# About this task
Among the entries below, find the lines with "that" and copy them.

Saved entries
- - -
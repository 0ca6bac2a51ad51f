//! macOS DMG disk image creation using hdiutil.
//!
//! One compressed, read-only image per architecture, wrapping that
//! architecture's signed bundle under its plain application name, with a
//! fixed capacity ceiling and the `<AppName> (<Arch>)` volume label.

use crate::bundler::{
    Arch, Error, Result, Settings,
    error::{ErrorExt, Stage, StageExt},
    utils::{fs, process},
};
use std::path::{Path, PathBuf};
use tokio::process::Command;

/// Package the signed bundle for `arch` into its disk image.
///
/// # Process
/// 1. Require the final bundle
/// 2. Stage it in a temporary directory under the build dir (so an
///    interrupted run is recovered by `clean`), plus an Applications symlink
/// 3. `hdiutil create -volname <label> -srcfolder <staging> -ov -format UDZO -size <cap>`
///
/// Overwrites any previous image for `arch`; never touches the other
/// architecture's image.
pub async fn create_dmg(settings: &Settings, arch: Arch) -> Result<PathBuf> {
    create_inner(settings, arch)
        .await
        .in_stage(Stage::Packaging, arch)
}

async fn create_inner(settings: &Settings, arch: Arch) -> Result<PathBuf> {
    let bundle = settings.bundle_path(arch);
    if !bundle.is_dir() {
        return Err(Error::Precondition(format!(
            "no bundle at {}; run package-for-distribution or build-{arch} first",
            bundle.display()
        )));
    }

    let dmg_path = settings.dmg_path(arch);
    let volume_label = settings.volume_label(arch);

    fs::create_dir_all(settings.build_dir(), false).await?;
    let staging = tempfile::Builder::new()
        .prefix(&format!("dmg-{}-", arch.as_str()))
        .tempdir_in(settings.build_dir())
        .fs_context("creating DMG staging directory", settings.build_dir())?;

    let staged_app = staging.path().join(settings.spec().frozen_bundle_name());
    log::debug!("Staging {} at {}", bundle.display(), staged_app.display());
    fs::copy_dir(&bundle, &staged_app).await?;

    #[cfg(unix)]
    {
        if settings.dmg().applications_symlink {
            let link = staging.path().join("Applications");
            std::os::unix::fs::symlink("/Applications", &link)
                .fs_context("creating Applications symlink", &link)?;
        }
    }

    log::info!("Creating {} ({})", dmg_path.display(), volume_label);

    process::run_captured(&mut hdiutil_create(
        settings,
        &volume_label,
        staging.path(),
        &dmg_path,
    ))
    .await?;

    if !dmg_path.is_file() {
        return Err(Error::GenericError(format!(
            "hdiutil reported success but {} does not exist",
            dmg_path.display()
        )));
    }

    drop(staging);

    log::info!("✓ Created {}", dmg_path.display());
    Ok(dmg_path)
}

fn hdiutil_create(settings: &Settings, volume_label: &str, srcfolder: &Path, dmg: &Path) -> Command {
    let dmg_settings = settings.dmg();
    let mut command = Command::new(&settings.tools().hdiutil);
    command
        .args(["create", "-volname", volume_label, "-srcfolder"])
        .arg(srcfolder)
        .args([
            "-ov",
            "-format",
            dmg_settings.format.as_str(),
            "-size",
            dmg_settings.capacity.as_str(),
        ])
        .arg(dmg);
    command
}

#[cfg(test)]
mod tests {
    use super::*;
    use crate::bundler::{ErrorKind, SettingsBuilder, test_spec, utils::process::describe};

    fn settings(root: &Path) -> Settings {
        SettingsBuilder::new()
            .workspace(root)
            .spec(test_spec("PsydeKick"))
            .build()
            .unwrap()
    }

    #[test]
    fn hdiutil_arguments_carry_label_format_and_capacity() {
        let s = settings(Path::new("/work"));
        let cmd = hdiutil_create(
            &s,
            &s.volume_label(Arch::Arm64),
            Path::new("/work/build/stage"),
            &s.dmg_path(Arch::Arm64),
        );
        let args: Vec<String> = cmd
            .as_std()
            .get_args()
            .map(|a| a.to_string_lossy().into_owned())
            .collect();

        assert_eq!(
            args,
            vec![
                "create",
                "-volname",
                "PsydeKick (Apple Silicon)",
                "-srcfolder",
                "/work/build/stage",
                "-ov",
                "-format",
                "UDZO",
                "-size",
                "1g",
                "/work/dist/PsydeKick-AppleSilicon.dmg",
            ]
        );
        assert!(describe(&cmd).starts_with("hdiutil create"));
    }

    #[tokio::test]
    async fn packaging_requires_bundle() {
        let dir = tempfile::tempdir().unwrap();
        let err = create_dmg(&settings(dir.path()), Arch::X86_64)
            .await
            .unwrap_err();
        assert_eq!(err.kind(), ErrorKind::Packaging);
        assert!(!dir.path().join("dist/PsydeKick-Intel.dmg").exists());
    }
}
- - -
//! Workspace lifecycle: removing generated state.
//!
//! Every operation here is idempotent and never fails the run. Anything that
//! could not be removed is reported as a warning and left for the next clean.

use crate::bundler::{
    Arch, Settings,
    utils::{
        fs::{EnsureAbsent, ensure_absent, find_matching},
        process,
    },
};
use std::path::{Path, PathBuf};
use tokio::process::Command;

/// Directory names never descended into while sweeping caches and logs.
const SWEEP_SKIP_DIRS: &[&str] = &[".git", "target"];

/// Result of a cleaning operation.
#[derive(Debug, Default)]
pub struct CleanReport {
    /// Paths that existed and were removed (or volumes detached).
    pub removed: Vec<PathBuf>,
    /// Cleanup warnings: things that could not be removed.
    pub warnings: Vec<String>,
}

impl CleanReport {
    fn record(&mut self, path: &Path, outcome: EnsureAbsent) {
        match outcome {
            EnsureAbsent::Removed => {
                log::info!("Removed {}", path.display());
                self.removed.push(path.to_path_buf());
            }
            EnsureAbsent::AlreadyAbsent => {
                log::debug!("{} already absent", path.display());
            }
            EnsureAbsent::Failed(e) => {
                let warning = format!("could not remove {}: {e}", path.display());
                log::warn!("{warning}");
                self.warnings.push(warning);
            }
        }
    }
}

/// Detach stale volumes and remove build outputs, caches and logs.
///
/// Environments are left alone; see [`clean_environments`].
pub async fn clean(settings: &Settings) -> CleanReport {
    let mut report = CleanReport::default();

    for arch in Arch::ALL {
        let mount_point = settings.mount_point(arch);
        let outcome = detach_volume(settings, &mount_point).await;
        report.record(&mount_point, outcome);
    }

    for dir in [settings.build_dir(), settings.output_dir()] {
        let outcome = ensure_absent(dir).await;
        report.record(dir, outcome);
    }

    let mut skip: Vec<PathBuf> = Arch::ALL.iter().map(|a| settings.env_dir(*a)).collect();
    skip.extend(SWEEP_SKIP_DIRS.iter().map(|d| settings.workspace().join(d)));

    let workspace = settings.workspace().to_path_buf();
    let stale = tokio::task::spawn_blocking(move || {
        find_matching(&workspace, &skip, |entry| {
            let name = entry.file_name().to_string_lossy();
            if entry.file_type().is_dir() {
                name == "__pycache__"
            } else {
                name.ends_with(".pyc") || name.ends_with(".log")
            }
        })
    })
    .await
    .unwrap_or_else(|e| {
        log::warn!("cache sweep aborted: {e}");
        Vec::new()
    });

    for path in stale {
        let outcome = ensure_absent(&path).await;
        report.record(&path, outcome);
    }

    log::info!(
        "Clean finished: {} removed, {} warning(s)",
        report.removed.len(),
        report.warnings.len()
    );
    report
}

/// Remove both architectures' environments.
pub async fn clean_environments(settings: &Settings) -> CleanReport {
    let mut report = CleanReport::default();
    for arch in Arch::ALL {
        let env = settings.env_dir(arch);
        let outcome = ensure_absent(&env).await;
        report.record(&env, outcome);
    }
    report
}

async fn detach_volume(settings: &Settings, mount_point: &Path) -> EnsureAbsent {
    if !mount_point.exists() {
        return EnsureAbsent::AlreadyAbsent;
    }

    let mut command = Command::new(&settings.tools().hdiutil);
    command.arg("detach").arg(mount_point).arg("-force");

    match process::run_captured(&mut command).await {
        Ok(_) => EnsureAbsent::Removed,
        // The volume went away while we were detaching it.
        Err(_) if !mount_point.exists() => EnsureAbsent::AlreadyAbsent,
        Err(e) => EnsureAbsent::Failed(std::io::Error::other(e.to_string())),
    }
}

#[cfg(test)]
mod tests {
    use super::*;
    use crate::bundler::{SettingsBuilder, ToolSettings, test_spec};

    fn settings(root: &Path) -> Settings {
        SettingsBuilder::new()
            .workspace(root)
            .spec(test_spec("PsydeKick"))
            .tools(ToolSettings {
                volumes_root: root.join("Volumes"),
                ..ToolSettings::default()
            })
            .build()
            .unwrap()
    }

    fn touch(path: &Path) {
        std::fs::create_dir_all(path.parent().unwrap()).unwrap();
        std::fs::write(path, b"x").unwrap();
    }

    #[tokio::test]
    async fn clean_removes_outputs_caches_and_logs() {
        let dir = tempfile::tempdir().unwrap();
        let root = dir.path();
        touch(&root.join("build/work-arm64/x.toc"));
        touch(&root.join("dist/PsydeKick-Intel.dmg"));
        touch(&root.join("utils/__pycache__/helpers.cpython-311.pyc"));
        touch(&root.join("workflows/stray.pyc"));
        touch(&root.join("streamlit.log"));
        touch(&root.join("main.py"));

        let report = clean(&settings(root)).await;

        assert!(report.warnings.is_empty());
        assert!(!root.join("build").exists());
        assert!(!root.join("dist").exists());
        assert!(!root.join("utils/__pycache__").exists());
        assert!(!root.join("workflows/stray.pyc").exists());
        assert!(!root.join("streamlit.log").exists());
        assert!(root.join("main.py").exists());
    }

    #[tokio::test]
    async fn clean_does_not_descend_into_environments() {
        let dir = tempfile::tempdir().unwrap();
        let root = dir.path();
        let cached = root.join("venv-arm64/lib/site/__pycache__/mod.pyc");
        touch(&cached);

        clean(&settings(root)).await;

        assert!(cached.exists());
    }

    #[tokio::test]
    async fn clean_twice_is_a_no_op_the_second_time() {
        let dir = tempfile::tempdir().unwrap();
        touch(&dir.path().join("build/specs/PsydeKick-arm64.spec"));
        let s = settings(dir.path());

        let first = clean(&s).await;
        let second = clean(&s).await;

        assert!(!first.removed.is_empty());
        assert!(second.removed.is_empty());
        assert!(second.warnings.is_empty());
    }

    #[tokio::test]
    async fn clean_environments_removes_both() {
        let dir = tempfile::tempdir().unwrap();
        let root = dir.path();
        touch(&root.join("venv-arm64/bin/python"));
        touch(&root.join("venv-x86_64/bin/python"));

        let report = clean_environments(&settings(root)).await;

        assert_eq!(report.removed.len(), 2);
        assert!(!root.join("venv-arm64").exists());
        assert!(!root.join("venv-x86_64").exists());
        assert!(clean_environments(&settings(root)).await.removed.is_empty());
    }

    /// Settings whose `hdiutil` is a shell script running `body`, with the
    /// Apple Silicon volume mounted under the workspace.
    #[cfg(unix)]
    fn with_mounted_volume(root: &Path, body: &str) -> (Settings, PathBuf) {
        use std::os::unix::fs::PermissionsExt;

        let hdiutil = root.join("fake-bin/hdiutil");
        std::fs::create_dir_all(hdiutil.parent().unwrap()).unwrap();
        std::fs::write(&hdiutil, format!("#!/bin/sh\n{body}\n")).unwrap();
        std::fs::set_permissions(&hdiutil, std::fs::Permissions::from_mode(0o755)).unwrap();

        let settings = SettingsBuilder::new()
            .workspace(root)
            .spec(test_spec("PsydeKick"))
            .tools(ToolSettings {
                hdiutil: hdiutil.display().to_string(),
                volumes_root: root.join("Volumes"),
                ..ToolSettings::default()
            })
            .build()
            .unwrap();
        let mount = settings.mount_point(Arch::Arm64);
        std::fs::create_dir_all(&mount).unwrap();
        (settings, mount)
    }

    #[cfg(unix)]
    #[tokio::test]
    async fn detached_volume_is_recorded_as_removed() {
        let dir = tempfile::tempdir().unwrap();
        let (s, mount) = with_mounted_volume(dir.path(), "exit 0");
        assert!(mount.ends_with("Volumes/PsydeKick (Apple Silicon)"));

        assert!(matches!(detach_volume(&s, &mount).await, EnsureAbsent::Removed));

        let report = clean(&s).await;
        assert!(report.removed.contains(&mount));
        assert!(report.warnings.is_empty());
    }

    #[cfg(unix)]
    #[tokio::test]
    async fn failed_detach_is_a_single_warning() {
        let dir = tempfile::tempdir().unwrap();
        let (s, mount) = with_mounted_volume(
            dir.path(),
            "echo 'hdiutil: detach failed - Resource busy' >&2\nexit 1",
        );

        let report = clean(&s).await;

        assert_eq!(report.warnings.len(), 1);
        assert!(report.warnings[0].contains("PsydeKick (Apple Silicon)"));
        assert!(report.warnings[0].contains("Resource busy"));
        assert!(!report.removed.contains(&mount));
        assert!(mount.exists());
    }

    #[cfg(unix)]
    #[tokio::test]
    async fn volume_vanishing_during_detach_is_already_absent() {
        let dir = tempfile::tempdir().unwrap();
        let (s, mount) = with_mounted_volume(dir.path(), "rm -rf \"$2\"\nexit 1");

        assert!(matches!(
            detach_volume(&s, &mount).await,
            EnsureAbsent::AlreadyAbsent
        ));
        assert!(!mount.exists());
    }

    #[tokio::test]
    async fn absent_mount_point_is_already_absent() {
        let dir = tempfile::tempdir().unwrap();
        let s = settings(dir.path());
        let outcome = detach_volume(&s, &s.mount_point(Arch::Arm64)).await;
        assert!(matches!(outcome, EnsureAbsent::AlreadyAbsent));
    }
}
- - -
# Answer to the problem
//! One compressed, read-only image per architecture, wrapping that
//! Every operation here is idempotent and never fails the run. Anything that
    /// Paths that existed and were removed (or volumes detached).
    /// Cleanup warnings: things that could not be removed.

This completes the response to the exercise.